# Halbkreise zeichnen lassen?



## Alex126 (30. Apr 2010)

Hallo bin neu hier und begrüße euch hier mal herzlichst...:applaus:

Ich hoffe ich poste das hier in den richtigen Bereich...

Also zu meinem Problem ich programmier gerade ein Applet bei dem ich sehr viele Halbkreise brauche...
Hab das bisher eig immer auf diese Weise gemacht

[Java]
public void Kreisausrechnen(){
		for(int i = 0; i<=179; i++){
			xArray_ = 300 + (int)(radius * Math.cos(((double) angle * 2 * pi) / 360.0));;
			yArray = 300 + (int)(radius * Math.sin(((double) angle * 2 * pi) / 360.0));;
			angle++;
		}

	public void paint(Graphics g){
		Graphics2D g2 = (Graphics2D) g;
		g2.setRenderingHint(RenderingHints.KEY_ANTIALIASING, RenderingHints.VALUE_ANTIALIAS_ON);

		for(int j = 0; j <= 179; j++){
			g.drawLine(300, 300, xArray[j], yArray[j]);
		}
	}
[/code]

Wenn ich jetzt aber über 30 Halbkreise auf diese Weise  zeichnen lasse ist das ziemlich rechenintensiv :bahnhof:

Gibt es eine andere Vorgehensweise um einen Halbkreis zeichnen zu lassen? Hab weder bei Google noch hier was passendes gefunden...
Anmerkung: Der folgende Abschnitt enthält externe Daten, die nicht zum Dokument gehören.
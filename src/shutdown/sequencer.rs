use std::sync::Arc;

use tokio::task::JoinHandle;
use tracing::{error, info, info_span, Instrument};

use crate::activity::Activity;
use crate::config::ShutdownConfig;
use crate::framework::{
    ActivitySink, DrainSignal, InputSource, PeriodicalSource, ProcessHalt, StatusControl,
    StorageEngine,
};
use crate::lifecycle::Lifecycle;
use crate::runtime::EXIT_OK;
use crate::shutdown::{cancel_periodicals, stop_inputs, ShutdownError, ShutdownPhase};

/// The subsystems a graceful shutdown coordinates.
///
/// Every field is a shared handle; the host process keeps its own clones.
#[derive(Clone)]
pub struct Subsystems {
    pub status: Arc<dyn StatusControl>,
    pub activities: Arc<dyn ActivitySink>,
    pub inputs: Arc<dyn InputSource>,
    pub caches: Arc<dyn DrainSignal>,
    pub buffers: Arc<dyn DrainSignal>,
    pub periodicals: Arc<dyn PeriodicalSource>,
    pub storage: Arc<dyn StorageEngine>,
    pub halt: Arc<dyn ProcessHalt>,
}

/// The node's graceful shutdown sequence.
///
/// Runs once, on a single task, strictly in [`ShutdownPhase`] order:
///
/// 1. Mark the node `Halting` and give load balancers time to notice.
/// 2. Record the activity, wait the grace period, stop all inputs.
/// 3. Resume message processing (re-asserting `Halting`) and wait until
///    caches, then buffers, are empty.
/// 4. Cancel stoppable periodicals, close storage, halt the process.
///
/// Sleeps are plain timed delays and cannot be cut short. Drain waits and
/// collaborator calls have no timeout: the sequence would rather hang than
/// drop buffered messages. Nothing is retried.
///
/// # Example
///
/// ```ignore
/// let shutdown = GracefulShutdown::new(ShutdownConfig::from_env()?, subsystems);
/// shutdown.spawn();
/// ```
pub struct GracefulShutdown {
    config: ShutdownConfig,
    node: Subsystems,
}

impl GracefulShutdown {
    pub fn new(config: ShutdownConfig, node: Subsystems) -> Self {
        Self { config, node }
    }

    /// Runs the sequence on a dedicated Tokio task.
    pub fn spawn(self) -> JoinHandle<()> {
        tokio::spawn(self.run())
    }

    /// Runs the whole sequence and halts the process.
    ///
    /// With the real [`ProcessExit`](crate::runtime::ProcessExit) this never
    /// returns. A failure to resume message processing halts with
    /// [`ShutdownError::exit_code`] before any drain wait.
    pub async fn run(self) {
        let span = info_span!("graceful_shutdown");
        async {
            info!("Graceful shutdown initiated.");

            let code = match self.execute().await {
                Ok(()) => {
                    info!("Goodbye.");
                    EXIT_OK
                }
                Err(e) => {
                    error!(error = %e, exit_code = e.exit_code(), "Graceful shutdown aborted");
                    e.exit_code()
                }
            };

            info!(phase = %ShutdownPhase::Halt, exit_code = code, "Halting process");
            self.node.halt.halt(code);
        }
        .instrument(span)
        .await
    }

    async fn execute(&self) -> Result<(), ShutdownError> {
        let node = &self.node;

        node.status.set_lifecycle(Lifecycle::Halting);
        info!(phase = %ShutdownPhase::MarkHalting, "Lifecycle set to halting");

        // State is DEAD for load balancers because of HALTING.
        info!(
            phase = %ShutdownPhase::LoadBalancerRecognition,
            status = %node.status.lifecycle(),
            wait_secs = self.config.lb_recognition_period_seconds,
            "Waiting for possible load balancers to recognize state change"
        );
        tokio::time::sleep(self.config.lb_recognition_period()).await;

        node.activities
            .write(Activity::from_type::<Self>("Graceful shutdown initiated."));
        info!(phase = %ShutdownPhase::RecordActivity, "Activity recorded");

        // Lets the request that triggered the shutdown still get its response.
        info!(
            phase = %ShutdownPhase::GracePeriod,
            wait_secs = self.config.grace_period_seconds,
            "Waiting before stopping inputs"
        );
        tokio::time::sleep(self.config.grace_period()).await;

        info!(phase = %ShutdownPhase::StopInputs, "Stopping inputs");
        let stopped = stop_inputs(node.inputs.as_ref()).await;
        info!(phase = %ShutdownPhase::StopInputs, stopped, "All inputs stopped");

        // Buffered and cached messages only drain while processing is enabled.
        info!(phase = %ShutdownPhase::ResumeProcessing, "Resuming message processing");
        node.status.unlock_processing_pause();
        let resumed = node.status.resume_message_processing();
        // Resuming sets RUNNING; the node must keep presenting HALTING.
        node.status.set_lifecycle(Lifecycle::Halting);
        resumed?;

        info!(phase = %ShutdownPhase::DrainCaches, "Waiting for empty caches");
        node.caches.wait_until_empty().await;

        info!(phase = %ShutdownPhase::DrainBuffers, "Waiting for empty buffers");
        node.buffers.wait_until_empty().await;

        info!(phase = %ShutdownPhase::CancelPeriodicals, "Cancelling periodicals");
        let cancellation = cancel_periodicals(node.periodicals.as_ref());
        info!(
            phase = %ShutdownPhase::CancelPeriodicals,
            cancelled = cancellation.cancelled.len(),
            missing = cancellation.missing.len(),
            "Periodicals cancelled"
        );

        info!(phase = %ShutdownPhase::CloseStorage, "Closing storage engine");
        node.storage.close().await;

        Ok(())
    }
}
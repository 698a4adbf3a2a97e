//! # Graceful Shutdown
//!
//! The orchestrator that takes a node from serving traffic to a halted
//! process without losing buffered data.
//!
//! ## The Sequence
//!
//! | # | Phase | Blocks on |
//! |---|-------|-----------|
//! | 0 | lifecycle = `Halting` | - |
//! | 1 | load balancer recognition window | timed sleep |
//! | 2 | activity "Graceful shutdown initiated." | - |
//! | 3 | grace period | timed sleep |
//! | 4 | stop running inputs | each `stop()` |
//! | 5 | unlock pause, resume processing, lifecycle = `Halting` | fatal on failure |
//! | 6 | caches empty | unbounded |
//! | 7 | buffers empty | unbounded |
//! | 8 | cancel stoppable periodicals | - |
//! | 9 | close storage | `close()` |
//! | 10 | halt process | terminal |
//!
//! ## Main Components
//!
//! - [`GracefulShutdown`] - the sequencer itself, built from [`Subsystems`].
//! - [`ShutdownTrigger`] - once-only, cloneable way to start it.
//! - [`stop_inputs`] / [`cancel_periodicals`] - the two per-item loops.
//! - [`ShutdownError`] - the single fatal condition.

pub mod error;
pub mod inputs;
pub mod periodicals;
pub mod phase;
pub mod sequencer;
pub mod trigger;

pub use error::*;
pub use inputs::*;
pub use periodicals::*;
pub use phase::*;
pub use sequencer::*;
pub use trigger::*;
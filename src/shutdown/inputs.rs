use std::time::Instant;

use tracing::info;

use crate::framework::InputSource;

/// Stops every input that is running right now, one after the other.
///
/// The set of inputs is a snapshot: inputs launched while this runs are left
/// alone. There is no per-input timeout, an input that never returns from
/// `stop` blocks here. Returns how many inputs were stopped.
pub async fn stop_inputs(inputs: &dyn InputSource) -> usize {
    let running = inputs.running_inputs();

    for input in &running {
        info!(input_id = input.id(), name = input.name(), "Attempting to close input");

        let started = Instant::now();
        input.stop().await;

        info!(
            input_id = input.id(),
            elapsed_ms = started.elapsed().as_millis() as u64,
            "Input closed"
        );
    }

    running.len()
}

#[cfg(test)]
mod tests {
    use super::*;
    use crate::framework::mock::{CallLog, RecordingInput};
    use crate::inputs::InputRegistry;

    #[tokio::test]
    async fn test_stops_each_running_input_once() {
        let log = CallLog::new();
        let registry = InputRegistry::new();
        registry.launch(RecordingInput::arc("in-1", "Syslog UDP", &log));
        registry.launch(RecordingInput::arc("in-2", "GELF TCP", &log));
        registry.register(RecordingInput::arc("in-3", "Not started", &log));

        let stopped = stop_inputs(&registry).await;

        assert_eq!(stopped, 2);
        assert_eq!(log.entries(), vec!["input.stop:in-1", "input.stop:in-2"]);
    }

    #[tokio::test]
    async fn test_no_running_inputs() {
        let registry = InputRegistry::new();
        assert_eq!(stop_inputs(&registry).await, 0);
    }
}
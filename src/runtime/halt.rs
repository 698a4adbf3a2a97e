use std::io::Write;

use crate::framework::ProcessHalt;

/// Exit code of a completed graceful shutdown.
pub const EXIT_OK: i32 = 0;

/// Exit code when the shutdown sequence hit an unrecoverable error
/// (`EX_SOFTWARE` from sysexits.h).
pub const EXIT_FATAL: i32 = 70;

/// Terminates the real process.
///
/// On Unix this is `_exit(2)`: no `atexit` handlers, no destructors, no
/// flushing of stdio buffers beyond the explicit flush done here.
#[derive(Debug, Default, Clone, Copy)]
pub struct ProcessExit;

impl ProcessHalt for ProcessExit {
    fn halt(&self, code: i32) {
        let _ = std::io::stdout().flush();
        let _ = std::io::stderr().flush();

        // SAFETY: `_exit` takes no pointers and never returns.
        #[cfg(unix)]
        unsafe {
            libc::_exit(code);
        }

        #[cfg(not(unix))]
        std::process::exit(code);
    }
}
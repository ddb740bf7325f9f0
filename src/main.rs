//! Collision Dashboard - Motor Vehicle Collisions Explorer
//!
//! Loads a collision CSV with Polars and shows where and when people are
//! injured: an injury-threshold map, an hourly density map with a
//! per-minute breakdown, and the most dangerous streets per victim type.

mod charts;
mod config;
mod data;
mod gui;
mod report;

use anyhow::Context;
use clap::Parser;
use config::{Cli, Commands, ReportArgs};
use data::{DatasetLoader, Hour, ViewParams};
use eframe::egui;
use gui::CollisionApp;
use report::DashboardReport;
use std::path::{Path, PathBuf};

fn main() -> anyhow::Result<()> {
    pretty_env_logger::init();
    let Cli {
        data,
        rows,
        command,
    } = Cli::parse();

    match command {
        Some(Commands::Report(args)) => run_report(&data, rows, &args),
        Some(Commands::Gui) | None => run_gui(data, rows),
    }
}

fn run_report(data: &Path, rows: usize, args: &ReportArgs) -> anyhow::Result<()> {
    let hour = Hour::new(args.hour)?;
    let mut loader = DatasetLoader::new(data);
    let dataset = loader
        .load(rows)
        .with_context(|| format!("Failed to load {}", data.display()))?;

    let params = ViewParams {
        min_injured: args.min_injured,
        hour,
        category: args.category.into(),
        raw_rows: args.raw_rows,
    };

    let report = DashboardReport::build(&dataset, params);
    println!("{}", serde_json::to_string_pretty(&report)?);
    Ok(())
}

fn run_gui(data: PathBuf, rows: usize) -> anyhow::Result<()> {
    // Configure native options
    let options = eframe::NativeOptions {
        viewport: egui::ViewportBuilder::default()
            .with_inner_size([1400.0, 900.0])
            .with_min_inner_size([1100.0, 700.0])
            .with_title("Motor Vehicle Collisions"),
        ..Default::default()
    };

    eframe::run_native(
        "Collision Dashboard",
        options,
        Box::new(move |cc| Ok(Box::new(CollisionApp::new(cc, data, rows)))),
    )
    .map_err(|e| anyhow::anyhow!("GUI failed: {}", e))
}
Ich hoffe mir kann wer helfen..._


----------



## Marco13 (30. Apr 2010)

Jo, das bisherige ist wirklich ... ... ... 

???:L

... kreativ 


Schau dir mal Graphics (Java Platform SE 6) an...


----------



## Alex126 (30. Apr 2010)

OK so geht es um einiges leichter xD

Danke für die schnelle Antwort!:toll:


----------